EXERCISE GOAL:
Only the lines holding the string "actions" are needed; copy each of them from the data.

(RECORDS SUPPLIED begins)

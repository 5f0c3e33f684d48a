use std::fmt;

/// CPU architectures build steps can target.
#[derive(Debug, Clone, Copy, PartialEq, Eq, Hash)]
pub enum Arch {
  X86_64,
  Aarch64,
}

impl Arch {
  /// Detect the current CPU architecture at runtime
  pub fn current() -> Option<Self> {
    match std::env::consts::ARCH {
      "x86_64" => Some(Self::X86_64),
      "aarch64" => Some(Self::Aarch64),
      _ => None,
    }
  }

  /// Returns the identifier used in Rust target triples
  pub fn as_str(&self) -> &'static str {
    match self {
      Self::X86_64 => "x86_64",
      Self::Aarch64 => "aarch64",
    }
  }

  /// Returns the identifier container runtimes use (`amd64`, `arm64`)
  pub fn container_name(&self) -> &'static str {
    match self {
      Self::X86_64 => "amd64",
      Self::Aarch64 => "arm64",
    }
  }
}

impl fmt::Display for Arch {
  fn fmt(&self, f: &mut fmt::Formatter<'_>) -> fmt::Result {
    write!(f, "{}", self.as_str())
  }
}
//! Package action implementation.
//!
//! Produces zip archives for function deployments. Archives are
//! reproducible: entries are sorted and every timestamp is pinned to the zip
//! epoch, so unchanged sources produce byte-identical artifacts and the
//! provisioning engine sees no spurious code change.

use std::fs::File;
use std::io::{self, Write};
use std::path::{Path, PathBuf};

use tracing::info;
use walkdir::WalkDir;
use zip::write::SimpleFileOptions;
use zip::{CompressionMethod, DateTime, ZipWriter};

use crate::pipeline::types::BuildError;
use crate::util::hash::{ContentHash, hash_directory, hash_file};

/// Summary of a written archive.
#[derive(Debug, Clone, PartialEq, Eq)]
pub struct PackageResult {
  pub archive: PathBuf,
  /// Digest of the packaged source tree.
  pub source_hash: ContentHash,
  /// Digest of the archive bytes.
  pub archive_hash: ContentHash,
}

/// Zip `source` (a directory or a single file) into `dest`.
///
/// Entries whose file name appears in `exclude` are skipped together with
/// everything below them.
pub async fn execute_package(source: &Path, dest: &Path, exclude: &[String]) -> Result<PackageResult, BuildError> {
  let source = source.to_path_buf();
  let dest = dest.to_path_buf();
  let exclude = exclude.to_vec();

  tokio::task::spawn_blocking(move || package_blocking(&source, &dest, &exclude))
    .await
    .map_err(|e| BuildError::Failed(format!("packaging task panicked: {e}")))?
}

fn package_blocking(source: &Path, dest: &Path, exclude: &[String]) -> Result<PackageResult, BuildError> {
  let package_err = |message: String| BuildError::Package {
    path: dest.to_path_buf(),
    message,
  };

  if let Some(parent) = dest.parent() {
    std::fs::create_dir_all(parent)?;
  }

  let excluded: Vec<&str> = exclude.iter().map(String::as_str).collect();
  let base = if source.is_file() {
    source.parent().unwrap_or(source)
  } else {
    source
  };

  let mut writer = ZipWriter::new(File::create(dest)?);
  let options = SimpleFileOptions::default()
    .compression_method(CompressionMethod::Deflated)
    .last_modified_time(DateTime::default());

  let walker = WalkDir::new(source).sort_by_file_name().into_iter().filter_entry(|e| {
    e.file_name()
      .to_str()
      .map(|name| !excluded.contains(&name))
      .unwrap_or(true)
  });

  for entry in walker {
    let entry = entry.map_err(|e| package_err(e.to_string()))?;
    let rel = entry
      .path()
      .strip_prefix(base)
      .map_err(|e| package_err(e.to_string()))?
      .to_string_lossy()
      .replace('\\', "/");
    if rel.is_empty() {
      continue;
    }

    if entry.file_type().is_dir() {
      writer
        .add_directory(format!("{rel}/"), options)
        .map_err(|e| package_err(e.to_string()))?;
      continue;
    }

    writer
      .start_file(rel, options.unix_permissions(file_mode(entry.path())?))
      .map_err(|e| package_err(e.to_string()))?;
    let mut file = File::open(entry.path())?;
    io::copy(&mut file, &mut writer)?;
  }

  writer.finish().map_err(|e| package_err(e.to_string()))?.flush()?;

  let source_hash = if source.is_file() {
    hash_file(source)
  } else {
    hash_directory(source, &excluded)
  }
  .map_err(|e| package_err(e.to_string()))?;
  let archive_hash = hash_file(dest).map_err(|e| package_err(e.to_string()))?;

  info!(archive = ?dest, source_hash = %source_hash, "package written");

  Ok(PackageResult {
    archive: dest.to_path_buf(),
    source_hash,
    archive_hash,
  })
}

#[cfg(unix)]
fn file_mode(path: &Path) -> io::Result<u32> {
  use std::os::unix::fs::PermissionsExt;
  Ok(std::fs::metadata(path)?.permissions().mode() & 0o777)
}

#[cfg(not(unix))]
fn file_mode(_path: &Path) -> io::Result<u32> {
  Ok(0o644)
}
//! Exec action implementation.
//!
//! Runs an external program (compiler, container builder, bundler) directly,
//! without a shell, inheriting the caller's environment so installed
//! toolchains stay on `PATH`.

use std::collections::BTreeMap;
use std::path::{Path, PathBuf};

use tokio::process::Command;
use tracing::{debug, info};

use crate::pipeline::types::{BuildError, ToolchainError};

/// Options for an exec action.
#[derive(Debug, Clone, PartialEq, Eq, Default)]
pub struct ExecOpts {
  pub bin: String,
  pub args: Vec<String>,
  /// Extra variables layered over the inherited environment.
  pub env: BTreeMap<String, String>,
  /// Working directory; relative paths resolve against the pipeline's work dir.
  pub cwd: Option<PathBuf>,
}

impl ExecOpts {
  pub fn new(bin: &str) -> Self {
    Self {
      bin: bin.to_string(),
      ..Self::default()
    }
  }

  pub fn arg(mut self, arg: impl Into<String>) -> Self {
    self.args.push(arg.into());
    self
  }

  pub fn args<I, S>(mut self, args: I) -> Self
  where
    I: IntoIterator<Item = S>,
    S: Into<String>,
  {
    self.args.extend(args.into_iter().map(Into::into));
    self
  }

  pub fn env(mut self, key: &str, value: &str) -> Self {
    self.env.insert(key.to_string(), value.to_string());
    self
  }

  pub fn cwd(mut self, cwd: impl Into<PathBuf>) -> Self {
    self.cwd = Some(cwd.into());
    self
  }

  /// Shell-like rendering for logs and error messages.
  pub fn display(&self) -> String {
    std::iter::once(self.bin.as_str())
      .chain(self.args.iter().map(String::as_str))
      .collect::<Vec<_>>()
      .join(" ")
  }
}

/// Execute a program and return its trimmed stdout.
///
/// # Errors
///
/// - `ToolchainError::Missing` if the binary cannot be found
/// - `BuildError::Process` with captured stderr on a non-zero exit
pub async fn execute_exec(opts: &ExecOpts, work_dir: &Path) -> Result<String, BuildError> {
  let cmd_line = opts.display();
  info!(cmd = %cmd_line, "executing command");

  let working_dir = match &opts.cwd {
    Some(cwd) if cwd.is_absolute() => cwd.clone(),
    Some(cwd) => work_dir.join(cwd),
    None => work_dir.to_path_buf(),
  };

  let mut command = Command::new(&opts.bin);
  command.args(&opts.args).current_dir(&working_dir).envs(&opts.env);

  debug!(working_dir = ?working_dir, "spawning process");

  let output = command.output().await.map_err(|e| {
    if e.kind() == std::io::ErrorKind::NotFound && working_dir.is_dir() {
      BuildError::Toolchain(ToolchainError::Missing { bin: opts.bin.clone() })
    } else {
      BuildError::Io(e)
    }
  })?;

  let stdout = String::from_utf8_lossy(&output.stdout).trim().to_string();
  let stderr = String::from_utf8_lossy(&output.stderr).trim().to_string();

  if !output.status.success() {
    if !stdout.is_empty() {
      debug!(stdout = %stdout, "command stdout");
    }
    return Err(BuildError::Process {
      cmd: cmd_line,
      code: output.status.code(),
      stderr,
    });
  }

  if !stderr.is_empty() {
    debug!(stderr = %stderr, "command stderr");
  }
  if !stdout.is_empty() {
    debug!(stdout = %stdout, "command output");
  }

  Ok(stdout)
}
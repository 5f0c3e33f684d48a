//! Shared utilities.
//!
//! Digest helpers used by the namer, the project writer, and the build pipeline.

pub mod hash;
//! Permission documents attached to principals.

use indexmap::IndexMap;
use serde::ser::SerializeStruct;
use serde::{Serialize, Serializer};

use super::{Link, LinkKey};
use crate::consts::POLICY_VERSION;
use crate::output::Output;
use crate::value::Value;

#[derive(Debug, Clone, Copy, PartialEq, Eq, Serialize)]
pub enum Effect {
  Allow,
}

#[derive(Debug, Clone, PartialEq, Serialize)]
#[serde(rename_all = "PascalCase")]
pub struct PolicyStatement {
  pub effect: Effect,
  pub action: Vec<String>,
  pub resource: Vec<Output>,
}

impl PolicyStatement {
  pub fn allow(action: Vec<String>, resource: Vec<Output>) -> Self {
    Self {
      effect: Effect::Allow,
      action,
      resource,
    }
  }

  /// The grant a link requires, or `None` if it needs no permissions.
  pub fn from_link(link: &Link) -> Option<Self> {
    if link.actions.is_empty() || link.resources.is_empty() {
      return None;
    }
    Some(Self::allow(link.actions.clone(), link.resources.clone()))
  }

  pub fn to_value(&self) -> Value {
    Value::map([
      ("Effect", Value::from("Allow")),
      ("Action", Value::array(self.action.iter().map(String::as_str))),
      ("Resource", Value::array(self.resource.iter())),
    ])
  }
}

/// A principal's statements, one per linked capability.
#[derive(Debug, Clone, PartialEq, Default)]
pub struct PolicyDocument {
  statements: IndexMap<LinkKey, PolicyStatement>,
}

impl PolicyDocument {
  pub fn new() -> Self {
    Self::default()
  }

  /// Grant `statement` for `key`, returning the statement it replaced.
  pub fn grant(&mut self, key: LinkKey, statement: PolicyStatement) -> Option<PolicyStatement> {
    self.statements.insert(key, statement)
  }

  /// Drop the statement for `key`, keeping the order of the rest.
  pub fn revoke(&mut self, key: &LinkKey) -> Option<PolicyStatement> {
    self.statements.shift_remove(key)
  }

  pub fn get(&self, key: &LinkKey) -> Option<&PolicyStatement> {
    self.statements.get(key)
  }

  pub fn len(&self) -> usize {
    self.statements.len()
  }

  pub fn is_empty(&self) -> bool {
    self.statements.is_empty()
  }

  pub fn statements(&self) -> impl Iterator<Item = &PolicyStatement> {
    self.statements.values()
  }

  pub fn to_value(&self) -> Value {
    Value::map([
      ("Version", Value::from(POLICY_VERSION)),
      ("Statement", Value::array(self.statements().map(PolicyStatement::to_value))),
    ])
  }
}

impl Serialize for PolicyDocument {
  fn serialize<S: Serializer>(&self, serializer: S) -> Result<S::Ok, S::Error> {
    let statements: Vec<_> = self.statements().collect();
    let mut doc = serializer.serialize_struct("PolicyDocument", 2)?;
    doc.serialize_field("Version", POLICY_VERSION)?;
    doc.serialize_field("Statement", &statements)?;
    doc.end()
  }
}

(RECORDS SUPPLIED ends)
(RECORDS SUPPLIED begins)

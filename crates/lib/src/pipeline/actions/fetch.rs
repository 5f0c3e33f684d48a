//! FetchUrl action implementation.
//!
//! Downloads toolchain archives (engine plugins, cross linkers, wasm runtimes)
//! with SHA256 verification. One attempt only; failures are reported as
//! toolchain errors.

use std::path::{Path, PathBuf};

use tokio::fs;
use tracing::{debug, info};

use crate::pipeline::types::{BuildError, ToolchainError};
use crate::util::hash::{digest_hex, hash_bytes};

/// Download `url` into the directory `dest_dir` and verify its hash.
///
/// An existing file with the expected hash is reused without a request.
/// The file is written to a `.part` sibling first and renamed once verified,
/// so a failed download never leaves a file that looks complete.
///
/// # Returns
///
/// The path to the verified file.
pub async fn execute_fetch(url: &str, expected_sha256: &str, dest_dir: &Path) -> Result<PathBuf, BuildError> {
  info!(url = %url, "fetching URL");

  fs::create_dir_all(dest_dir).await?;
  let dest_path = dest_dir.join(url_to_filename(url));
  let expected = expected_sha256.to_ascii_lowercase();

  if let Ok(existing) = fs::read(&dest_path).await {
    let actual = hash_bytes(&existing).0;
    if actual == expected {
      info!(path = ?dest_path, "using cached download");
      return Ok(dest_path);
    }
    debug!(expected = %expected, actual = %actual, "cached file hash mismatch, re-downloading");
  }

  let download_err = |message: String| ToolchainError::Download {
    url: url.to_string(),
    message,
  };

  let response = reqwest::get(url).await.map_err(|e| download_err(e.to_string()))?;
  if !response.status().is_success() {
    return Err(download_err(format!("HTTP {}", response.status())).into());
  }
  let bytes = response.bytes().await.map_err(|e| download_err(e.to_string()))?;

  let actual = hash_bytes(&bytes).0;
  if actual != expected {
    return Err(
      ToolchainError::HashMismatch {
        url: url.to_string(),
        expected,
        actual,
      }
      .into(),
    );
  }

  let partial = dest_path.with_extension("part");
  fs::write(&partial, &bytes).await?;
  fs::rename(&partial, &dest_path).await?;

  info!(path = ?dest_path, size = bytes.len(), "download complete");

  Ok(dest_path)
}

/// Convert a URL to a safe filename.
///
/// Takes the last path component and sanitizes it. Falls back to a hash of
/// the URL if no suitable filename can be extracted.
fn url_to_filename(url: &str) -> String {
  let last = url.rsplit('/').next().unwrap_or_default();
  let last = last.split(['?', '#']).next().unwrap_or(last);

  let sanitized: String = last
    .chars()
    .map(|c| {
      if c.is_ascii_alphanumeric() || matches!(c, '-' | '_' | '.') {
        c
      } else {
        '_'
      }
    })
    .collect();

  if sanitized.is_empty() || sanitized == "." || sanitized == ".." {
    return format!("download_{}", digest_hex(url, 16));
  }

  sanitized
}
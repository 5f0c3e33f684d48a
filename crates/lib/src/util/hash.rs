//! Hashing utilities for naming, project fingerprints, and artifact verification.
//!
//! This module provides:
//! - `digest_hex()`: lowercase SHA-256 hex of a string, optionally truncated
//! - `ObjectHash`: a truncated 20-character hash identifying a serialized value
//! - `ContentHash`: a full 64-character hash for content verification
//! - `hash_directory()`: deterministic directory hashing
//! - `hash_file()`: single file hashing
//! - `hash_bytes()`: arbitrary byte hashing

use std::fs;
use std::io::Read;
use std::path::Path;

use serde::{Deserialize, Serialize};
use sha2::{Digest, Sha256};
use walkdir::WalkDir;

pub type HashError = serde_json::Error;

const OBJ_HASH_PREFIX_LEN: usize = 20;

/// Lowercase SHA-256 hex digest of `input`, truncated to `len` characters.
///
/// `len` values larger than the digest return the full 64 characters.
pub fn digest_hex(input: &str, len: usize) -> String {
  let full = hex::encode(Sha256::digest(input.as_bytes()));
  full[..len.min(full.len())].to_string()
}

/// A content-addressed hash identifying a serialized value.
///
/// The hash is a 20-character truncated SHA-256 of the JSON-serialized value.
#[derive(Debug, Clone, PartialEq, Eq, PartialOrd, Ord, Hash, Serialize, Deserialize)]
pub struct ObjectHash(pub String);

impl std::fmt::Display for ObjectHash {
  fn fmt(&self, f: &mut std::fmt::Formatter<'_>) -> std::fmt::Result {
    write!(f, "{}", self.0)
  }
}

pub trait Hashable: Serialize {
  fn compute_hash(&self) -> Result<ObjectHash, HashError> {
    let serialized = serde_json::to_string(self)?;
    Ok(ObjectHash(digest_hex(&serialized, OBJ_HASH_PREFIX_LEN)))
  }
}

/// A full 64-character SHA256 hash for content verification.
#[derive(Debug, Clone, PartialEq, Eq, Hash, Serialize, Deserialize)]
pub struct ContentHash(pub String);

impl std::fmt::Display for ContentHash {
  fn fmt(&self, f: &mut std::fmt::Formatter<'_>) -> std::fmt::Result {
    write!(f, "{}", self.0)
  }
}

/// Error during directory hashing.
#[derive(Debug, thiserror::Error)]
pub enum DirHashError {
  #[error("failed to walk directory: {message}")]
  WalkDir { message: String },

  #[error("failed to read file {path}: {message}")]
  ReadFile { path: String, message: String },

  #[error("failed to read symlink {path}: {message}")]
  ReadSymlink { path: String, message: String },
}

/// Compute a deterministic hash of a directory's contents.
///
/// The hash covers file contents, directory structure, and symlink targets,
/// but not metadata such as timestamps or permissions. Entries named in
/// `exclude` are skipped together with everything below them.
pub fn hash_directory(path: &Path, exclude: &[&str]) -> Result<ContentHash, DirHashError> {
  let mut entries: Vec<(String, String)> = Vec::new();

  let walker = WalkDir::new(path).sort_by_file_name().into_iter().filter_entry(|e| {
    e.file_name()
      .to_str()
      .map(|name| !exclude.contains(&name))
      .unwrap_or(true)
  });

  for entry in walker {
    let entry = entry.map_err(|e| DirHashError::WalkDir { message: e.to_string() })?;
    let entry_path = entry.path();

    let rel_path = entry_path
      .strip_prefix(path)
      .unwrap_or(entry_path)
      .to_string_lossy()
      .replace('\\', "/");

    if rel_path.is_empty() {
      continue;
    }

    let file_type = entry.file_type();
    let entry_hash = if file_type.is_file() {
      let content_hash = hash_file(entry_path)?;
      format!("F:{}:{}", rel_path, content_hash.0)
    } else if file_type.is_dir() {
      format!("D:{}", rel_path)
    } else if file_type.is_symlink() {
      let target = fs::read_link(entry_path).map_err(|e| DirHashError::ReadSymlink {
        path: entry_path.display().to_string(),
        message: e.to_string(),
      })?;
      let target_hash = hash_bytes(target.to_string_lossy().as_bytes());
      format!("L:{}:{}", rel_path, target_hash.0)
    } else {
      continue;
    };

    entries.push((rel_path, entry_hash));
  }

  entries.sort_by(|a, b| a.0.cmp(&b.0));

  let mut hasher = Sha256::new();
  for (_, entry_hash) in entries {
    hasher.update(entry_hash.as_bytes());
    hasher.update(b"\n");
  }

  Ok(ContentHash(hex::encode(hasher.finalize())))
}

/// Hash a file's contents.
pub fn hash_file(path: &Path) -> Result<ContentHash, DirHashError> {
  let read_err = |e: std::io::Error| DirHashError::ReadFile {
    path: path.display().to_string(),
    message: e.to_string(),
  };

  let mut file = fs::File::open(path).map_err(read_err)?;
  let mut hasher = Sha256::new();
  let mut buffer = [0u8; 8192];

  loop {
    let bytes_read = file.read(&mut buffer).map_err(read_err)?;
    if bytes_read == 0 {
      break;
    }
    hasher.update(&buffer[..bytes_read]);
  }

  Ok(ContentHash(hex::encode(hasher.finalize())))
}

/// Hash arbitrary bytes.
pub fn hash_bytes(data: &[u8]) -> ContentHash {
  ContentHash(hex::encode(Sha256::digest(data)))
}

(RECORDS SUPPLIED ends)

REPLY TO THE TASK:
    if link.actions.is_empty() || link.resources.is_empty() {
    Some(Self::allow(link.actions.clone(), link.resources.clone()))
filename crates/lib/src/pipeline/actions/fetch.rs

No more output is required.